Mix the icing sugar with a tiny splash of elderflower cordial, adding a teaspoon at a time until it achieves a drizzling consistency, then use a spoon to trickle it over the inverted cake. If eating it that day, scatter with fresh elderflowers.

Serve with whipped cream and add a splash of colour by decorating the table with some macarons.

Elderflower SideMore ways with elderflowers

Asparagus with elderflower hollandaise (left)
To make the hollandaise, boil water in a saucepan that a metal bowl will sit on. Melt 250g of butter in a saucepan with 2 elderflower heads and allow the flowers to infuse the mixture before passing it through a sieve.
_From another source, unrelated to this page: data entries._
//! Observability subsystem.
//!
//! # Data Flow
//! ```text
//! session service and connector produce:
//!     → logging.rs (structured log events)
//!     → metrics.rs (session counters)
//!
//! Consumers:
//!     → stdout log stream (env-filterable)
//!     → Metrics endpoint (Prometheus scrape, optional)
//! ```
//!
//! # Design Decisions
//! - Structured logging with field-level context (connector, attempt id)
//! - Metrics are cheap (atomic increments) and off by default
//! - RUST_LOG overrides the configured log level

pub mod logging;
pub mod metrics;
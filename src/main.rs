//! Wallet session widget binary.
//!
//! # Architecture Overview
//!
//! ```text
//!              ┌──────────────────────────────────────────────────┐
//!              │                 WALLET WIDGET                     │
//!              │                                                   │
//!   stdin ─────┼─▶ interactive loop ──▶ WalletWidget.activate()    │
//!              │        ▲                      │                   │
//!              │        │              SessionCommand (mpsc)       │
//!              │        │                      ▼                   │
//!              │   watch channel  ◀──  SessionService task         │
//!              │   (state change)             │                    │
//!              │                              ▼                    │
//!   stdout ◀───┼── render(Control)    InjectedConnector ───────────┼──▶ wallet
//!              │                      (JSON-RPC, timeout,          │    endpoint
//!              │                       chain verification)         │
//!              │                                                   │
//!              │  cross-cutting: config (TOML) · tracing · metrics │
//!              └──────────────────────────────────────────────────┘
//! ```

use std::path::PathBuf;
use std::sync::Arc;

use clap::{Parser, Subcommand};
use tokio::io::AsyncBufReadExt;

use wallet_widget::config::validation::validate_config;
use wallet_widget::config::{load_config, ConfigError, WidgetConfig};
use wallet_widget::observability;
use wallet_widget::widget::Control;
use wallet_widget::{InjectedConnector, SessionService, WalletWidget};

#[derive(Parser)]
#[command(name = "wallet-widget")]
#[command(about = "Connect/disconnect toggle for an injected wallet", long_about = None)]
struct Cli {
    /// Path to a TOML config file; built-in defaults apply when omitted.
    #[arg(short, long)]
    config: Option<PathBuf>,

    /// Override the wallet endpoint RPC URL.
    #[arg(long)]
    rpc_url: Option<String>,

    #[command(subcommand)]
    command: Option<Commands>,
}

#[derive(Subcommand)]
enum Commands {
    /// Run the interactive widget (default)
    Run,
    /// Print the currently rendered control as JSON and exit
    Render,
}

#[tokio::main]
async fn main() -> Result<(), Box<dyn std::error::Error>> {
    let cli = Cli::parse();

    let mut config = match &cli.config {
        Some(path) => load_config(path)?,
        None => WidgetConfig::default(),
    };
    if let Some(rpc_url) = cli.rpc_url {
        config.provider.rpc_url = rpc_url;
    }
    validate_config(&config).map_err(ConfigError::Validation)?;

    observability::logging::init_logging(&config.observability.log_level);

    tracing::info!(
        rpc_url = %config.provider.rpc_url,
        chain_id = config.provider.chain_id,
        rpc_timeout_secs = config.provider.rpc_timeout_secs,
        "Configuration loaded"
    );

    if config.observability.metrics_enabled {
        if let Ok(addr) = config.observability.metrics_address.parse() {
            observability::metrics::init_metrics(addr);
        } else {
            tracing::error!(
                metrics_address = %config.observability.metrics_address,
                "Failed to parse metrics address"
            );
        }
    }

    let connector = Arc::new(InjectedConnector::new(config.provider.clone())?);
    let session = SessionService::spawn(connector);
    let widget = WalletWidget::new(session);

    match cli.command.unwrap_or(Commands::Run) {
        Commands::Run => run_interactive(widget).await?,
        Commands::Render => {
            println!("{}", serde_json::to_string_pretty(&widget.render())?);
        }
    }

    tracing::info!("Shutdown complete");
    Ok(())
}

/// Drive the widget from the terminal.
///
/// Enter activates the control; the screen repaints whenever the session
/// service publishes a state change.
async fn run_interactive(widget: WalletWidget) -> Result<(), Box<dyn std::error::Error>> {
    let mut changes = widget.subscribe();
    let mut lines = tokio::io::BufReader::new(tokio::io::stdin()).lines();

    draw(&widget.render());

    loop {
        tokio::select! {
            changed = changes.changed() => {
                if changed.is_err() {
                    break;
                }
                draw(&widget.render());
            }
            line = lines.next_line() => {
                match line? {
                    Some(input) => match input.trim() {
                        "q" | "quit" => break,
                        "" => widget.activate(),
                        _ => draw(&widget.render()),
                    },
                    // stdin closed
                    None => break,
                }
            }
        }
    }

    Ok(())
}

fn draw(control: &Control) {
    println!();
    println!("  [ {} ]", control.label);
    println!("  press Enter to activate, q to quit");
}
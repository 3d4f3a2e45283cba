//! Wallet connection transports.
//!
//! # Data Flow
//! ```text
//! ProviderConfig (RPC URLs, chain id, timeout)
//!     → injected.rs (endpoint negotiation, account discovery)
//!     → session service (connect/disconnect requests)
//! ```
//!
//! # Security Constraints
//! - No key material passes through this crate; the endpoint signs
//! - Never log account lists beyond the selected address
//! - All RPC calls have configurable timeouts

pub mod injected;
pub mod types;

use alloy::primitives::Address;
use async_trait::async_trait;

pub use injected::InjectedConnector;
pub use types::{ChainId, ConnectorError, ConnectorResult};

/// A wallet connection transport.
///
/// Implementations own the negotiation with an external wallet; the session
/// service calls these operations and never inspects transport details.
#[async_trait]
pub trait Connector: Send + Sync {
    /// Short transport identifier used in logs.
    fn name(&self) -> &'static str;

    /// Request a new session; returns the connected account address.
    async fn connect(&self) -> ConnectorResult<Address>;

    /// Request termination of the current session.
    async fn disconnect(&self) -> ConnectorResult<()>;
}
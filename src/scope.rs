//! Class scope resolution.
//!
//! Flattens a compilation unit into one [`ClassCandidate`] per class declaration,
//! carrying everything the companion file must reproduce: the namespace path, the
//! containing types of nested classes and the using directives in effect.

use crate::syntax::{CompilationUnit, NamespaceDecl, TypeDecl, TypeKind, UsingDirective};
use crate::visitor::{walk_namespace, walk_type, SyntaxVisitor};

/// One class declaration together with its resolved scope.
#[derive(Debug, Clone)]
pub struct ClassCandidate<'ast> {
    pub decl: &'ast TypeDecl,
    pub file_path: &'ast str,
    /// Outermost segment first
    pub namespace: Vec<String>,
    /// Enclosing type declarations of a nested class, outermost first
    pub containing_types: Vec<&'ast TypeDecl>,
    /// Compilation-unit level directives
    pub usings: Vec<&'ast UsingDirective>,
    /// Directives declared inside the enclosing namespace blocks, outermost first
    pub scoped_usings: Vec<&'ast UsingDirective>,
}

impl<'ast> ClassCandidate<'ast> {
    pub fn name(&self) -> &'ast str {
        &self.decl.name
    }

    /// `Game.Audio.Mixer.Channel` for a nested `Channel` in `Mixer`.
    pub fn fully_qualified_name(&self) -> String {
        let mut parts: Vec<&str> = self.namespace.iter().map(String::as_str).collect();
        parts.extend(self.containing_types.iter().map(|t| t.name.as_str()));
        parts.push(&self.decl.name);
        parts.join(".")
    }

    /// Like [`Self::fully_qualified_name`] with CLR arity suffixes (`Pool`1`), so
    /// generic and non-generic types of the same name stay distinct.
    pub fn metadata_name(&self) -> String {
        let mut parts: Vec<String> = self.namespace.clone();
        for decl in self.containing_types.iter().copied().chain([self.decl]) {
            match decl.arity() {
                0 => parts.push(decl.name.clone()),
                n => parts.push(format!("{}`{}", decl.name, n)),
            }
        }
        parts.join(".")
    }

    /// Using directives deduplicated by text, first occurrence wins.
    pub fn unit_usings(&self) -> Vec<&'ast str> {
        dedup(&self.usings)
    }

    pub fn namespace_usings(&self) -> Vec<&'ast str> {
        dedup(&self.scoped_usings)
    }
}

fn dedup<'ast>(directives: &[&'ast UsingDirective]) -> Vec<&'ast str> {
    let mut seen = std::collections::HashSet::new();
    directives
        .iter()
        .map(|d| d.text.trim())
        .filter(|text| !text.is_empty() && seen.insert(*text))
        .collect()
}

/// Collect every class declaration of `unit` in source order.
pub fn class_candidates(unit: &CompilationUnit) -> Vec<ClassCandidate<'_>> {
    let mut resolver = ScopeResolver {
        file_path: &unit.file_path,
        usings: unit.usings.iter().collect(),
        namespace: Vec::new(),
        scoped_usings: Vec::new(),
        containing_types: Vec::new(),
        candidates: Vec::new(),
    };
    resolver.visit_unit(unit);
    resolver.candidates
}

struct ScopeResolver<'ast> {
    file_path: &'ast str,
    usings: Vec<&'ast UsingDirective>,
    namespace: Vec<String>,
    scoped_usings: Vec<&'ast UsingDirective>,
    containing_types: Vec<&'ast TypeDecl>,
    candidates: Vec<ClassCandidate<'ast>>,
}

impl<'ast> SyntaxVisitor<'ast> for ScopeResolver<'ast> {
    fn visit_namespace(&mut self, namespace: &'ast NamespaceDecl) {
        let segments = namespace.segments();
        let namespace_depth = self.namespace.len();
        let usings_depth = self.scoped_usings.len();

        self.namespace.extend(segments);
        self.scoped_usings.extend(namespace.usings.iter());
        walk_namespace(self, namespace);

        self.namespace.truncate(namespace_depth);
        self.scoped_usings.truncate(usings_depth);
    }

    fn visit_type(&mut self, decl: &'ast TypeDecl) {
        if decl.kind == TypeKind::Class {
            self.candidates.push(ClassCandidate {
                decl,
                file_path: self.file_path,
                namespace: self.namespace.clone(),
                containing_types: self.containing_types.clone(),
                usings: self.usings.clone(),
                scoped_usings: self.scoped_usings.clone(),
            });
        }

        self.containing_types.push(decl);
        walk_type(self, decl);
        self.containing_types.pop();
    }
}
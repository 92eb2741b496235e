//! Static-State Collector
//!
//! Walks the direct members of one class and gathers the mutable static fields to
//! reset plus the static `void` methods that may serve as event handlers.

use serde::{Deserialize, Serialize};
use std::borrow::Cow;
use std::collections::HashSet;

use crate::config::DEFAULT_VALUE_TOKEN;
use crate::syntax::{ClassMember, FieldDecl, MethodDecl, Modifier, TypeDecl};

/// One mutable static field identifier to reassign.
#[derive(Debug, Clone, PartialEq, Eq, Serialize, Deserialize)]
#[serde(rename_all = "camelCase")]
pub struct StaticFieldEntry {
    pub identifier: String,
    /// Declared type text, needed to re-create bare array initializers
    pub type_text: String,
    pub initializer: Option<String>,
}

impl StaticFieldEntry {
    /// Right-hand side of the reset assignment. A bare array initializer
    /// (`{ 1, 2 }`) is only legal in a declaration, so it becomes `new T[] { 1, 2 }`.
    pub fn value(&self) -> Cow<'_, str> {
        let Some(init) = self
            .initializer
            .as_deref()
            .map(str::trim)
            .filter(|init| !init.is_empty())
        else {
            return Cow::Borrowed(DEFAULT_VALUE_TOKEN);
        };

        if is_array_initializer(init) {
            Cow::Owned(format!("new {} {}", self.type_text.trim(), init))
        } else {
            Cow::Borrowed(init)
        }
    }
}

/// `{ ... }` can only start an array initializer in expression position.
fn is_array_initializer(init: &str) -> bool {
    init.trim_start().starts_with('{')
}

/// Names of static `void` methods, matched without regard to case.
#[derive(Debug, Clone, Default)]
pub struct HandlerSet {
    names: Vec<String>,
    folded: HashSet<String>,
}

impl HandlerSet {
    pub fn insert(&mut self, name: &str) {
        let name = name.trim();
        if name.is_empty() {
            return;
        }
        if self.folded.insert(name.to_lowercase()) {
            self.names.push(name.to_string());
        }
    }

    pub fn contains(&self, name: &str) -> bool {
        self.folded.contains(&name.trim().to_lowercase())
    }

    pub fn is_empty(&self) -> bool {
        self.names.is_empty()
    }

    /// Declaration order, first spelling kept.
    pub fn names(&self) -> &[String] {
        &self.names
    }
}

#[derive(Debug, Clone, Default)]
pub struct StaticState {
    pub fields: Vec<StaticFieldEntry>,
    pub handlers: HandlerSet,
    /// Members that could not be interpreted and were skipped
    pub malformed: Vec<String>,
}

pub fn collect(decl: &TypeDecl) -> StaticState {
    let mut state = StaticState::default();

    for member in &decl.members {
        match member {
            ClassMember::Field(field) if is_resettable(field) => {
                collect_field(field, &mut state);
            }
            ClassMember::Method(method) if is_candidate_handler(method) => {
                state.handlers.insert(&method.name);
            }
            _ => {}
        }
    }

    state
}

/// Static and assignable after construction.
pub fn is_resettable(field: &FieldDecl) -> bool {
    field.has_modifier(Modifier::Static)
        && !field.has_modifier(Modifier::Readonly)
        && !field.has_modifier(Modifier::Const)
}

/// Static and `void`; parameters are not inspected.
pub fn is_candidate_handler(method: &MethodDecl) -> bool {
    method.has_modifier(Modifier::Static) && method.returns_void()
}

fn collect_field(field: &FieldDecl, state: &mut StaticState) {
    if field.variables.is_empty() {
        state.malformed.push(format!(
            "static field declaration of type `{}` declares no identifiers",
            field.type_text.trim()
        ));
        return;
    }

    for variable in &field.variables {
        let identifier = variable.identifier.trim();
        if identifier.is_empty() {
            state.malformed.push(format!(
                "static field declarator of type `{}` has an empty identifier",
                field.type_text.trim()
            ));
            continue;
        }
        let type_text = field.type_text.trim();
        let bare_array = variable
            .initializer
            .as_deref()
            .is_some_and(is_array_initializer);
        if bare_array && type_text.is_empty() {
            state.malformed.push(format!(
                "static field `{identifier}` has an array initializer but no declared type"
            ));
            continue;
        }

        state.fields.push(StaticFieldEntry {
            identifier: identifier.to_string(),
            type_text: type_text.to_string(),
            initializer: variable.initializer.clone(),
        });
    }
}
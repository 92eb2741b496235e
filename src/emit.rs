//! Emission Sink
//!
//! Hands rendered units to the host. A run registers each derived name at most once;
//! [`UnitRegistry`] enforces that before anything reaches the sink.

use std::collections::{BTreeMap, HashMap, HashSet};
use std::fs;
use std::path::{Path, PathBuf};

use crate::codegen::{compute_hash, GeneratedUnit};
use crate::config::{GENERATED_EXTENSION, GENERATED_SUFFIX};
use crate::error::{GenerationError, SinkError};

/// Host side of the emission contract.
pub trait SourceSink {
    fn add_source(&mut self, name: &str, source: &str) -> Result<(), SinkError>;

    /// Called once after the last unit of a successful run.
    fn finish(&mut self) -> Result<(), SinkError> {
        Ok(())
    }
}

// ═══════════════════════════════════════════════════════════════════════════════
// NAME REGISTRY
// ═══════════════════════════════════════════════════════════════════════════════

struct Claim {
    class_name: String,
    file: String,
}

/// Tracks derived names claimed during one run.
#[derive(Default)]
pub struct UnitRegistry {
    claims: HashMap<String, Claim>,
}

impl UnitRegistry {
    pub fn new() -> Self {
        Self::default()
    }

    pub fn claim(&mut self, unit: &GeneratedUnit) -> Result<(), GenerationError> {
        if let Some(existing) = self.claims.get(&unit.name) {
            return Err(GenerationError::NameCollision {
                name: unit.name.clone(),
                first: existing.class_name.clone(),
                first_file: existing.file.clone(),
                second: unit.class_name.clone(),
                second_file: unit.source_file.clone(),
            });
        }
        self.claims.insert(
            unit.name.clone(),
            Claim {
                class_name: unit.class_name.clone(),
                file: unit.source_file.clone(),
            },
        );
        Ok(())
    }
}

// ═══════════════════════════════════════════════════════════════════════════════
// SINKS
// ═══════════════════════════════════════════════════════════════════════════════

/// Keeps units in memory, sorted by name.
#[derive(Debug, Default)]
pub struct MemorySink {
    pub units: BTreeMap<String, String>,
}

impl MemorySink {
    pub fn new() -> Self {
        Self::default()
    }

    pub fn get(&self, name: &str) -> Option<&str> {
        self.units.get(name).map(String::as_str)
    }
}

impl SourceSink for MemorySink {
    fn add_source(&mut self, name: &str, source: &str) -> Result<(), SinkError> {
        if self.units.contains_key(name) {
            return Err(SinkError::Rejected {
                name: name.to_string(),
                reason: "a unit with this name was already added".to_string(),
            });
        }
        self.units.insert(name.to_string(), source.to_string());
        Ok(())
    }
}

/// Writes units as files into one output directory.
///
/// Files whose content hash is unchanged are not rewritten, so build tools that
/// watch timestamps do not recompile. On `finish`, generated files left over from
/// previous runs are removed.
pub struct DirectorySink {
    dir: PathBuf,
    written: HashSet<String>,
    pub updated: usize,
    pub unchanged: usize,
    pub removed: usize,
}

impl DirectorySink {
    pub fn new(dir: impl Into<PathBuf>) -> Result<Self, SinkError> {
        let dir = dir.into();
        fs::create_dir_all(&dir).map_err(|source| SinkError::Io {
            path: dir.clone(),
            source,
        })?;
        Ok(Self {
            dir,
            written: HashSet::new(),
            updated: 0,
            unchanged: 0,
            removed: 0,
        })
    }

    pub fn dir(&self) -> &Path {
        &self.dir
    }

    fn is_generated_file(name: &str) -> bool {
        name.strip_suffix(GENERATED_EXTENSION)
            .is_some_and(|stem| stem.ends_with(GENERATED_SUFFIX))
    }
}

impl SourceSink for DirectorySink {
    fn add_source(&mut self, name: &str, source: &str) -> Result<(), SinkError> {
        let path = self.dir.join(name);

        let current = fs::read_to_string(&path).ok();
        let unchanged = current
            .as_deref()
            .is_some_and(|existing| compute_hash(existing) == compute_hash(source));

        if unchanged {
            self.unchanged += 1;
        } else {
            fs::write(&path, source).map_err(|source| SinkError::Io {
                path: path.clone(),
                source,
            })?;
            self.updated += 1;
        }
        self.written.insert(name.to_string());
        Ok(())
    }

    fn finish(&mut self) -> Result<(), SinkError> {
        let entries = fs::read_dir(&self.dir).map_err(|source| SinkError::Io {
            path: self.dir.clone(),
            source,
        })?;

        for entry in entries.flatten() {
            let file_name = entry.file_name().to_string_lossy().to_string();
            if !Self::is_generated_file(&file_name) || self.written.contains(&file_name) {
                continue;
            }
            let path = entry.path();
            fs::remove_file(&path).map_err(|source| SinkError::Io { path, source })?;
            tracing::debug!(file = %file_name, "removed stale generated file");
            self.removed += 1;
        }
        Ok(())
    }
}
In the metal bowl, whisk together 2 eggs and the juice from half a lemon, then place over the saucepan of boiling water (ensuring the base doesn’t touch the water) and pour in the infused butter, whisking continuously. Drizzle over steamed asparagus spears and serve immediately.

Elderflower Eton mess
Whip cream but, instead of adding sugar, add elderflower cordial. Pour in the cordial a little at a time and taste it until it reaches your desired level of sweetness. Stir broken meringue and raspberries through the cream before serving, and top with a scattering of fresh elderflowers for a perfect British summer pudding.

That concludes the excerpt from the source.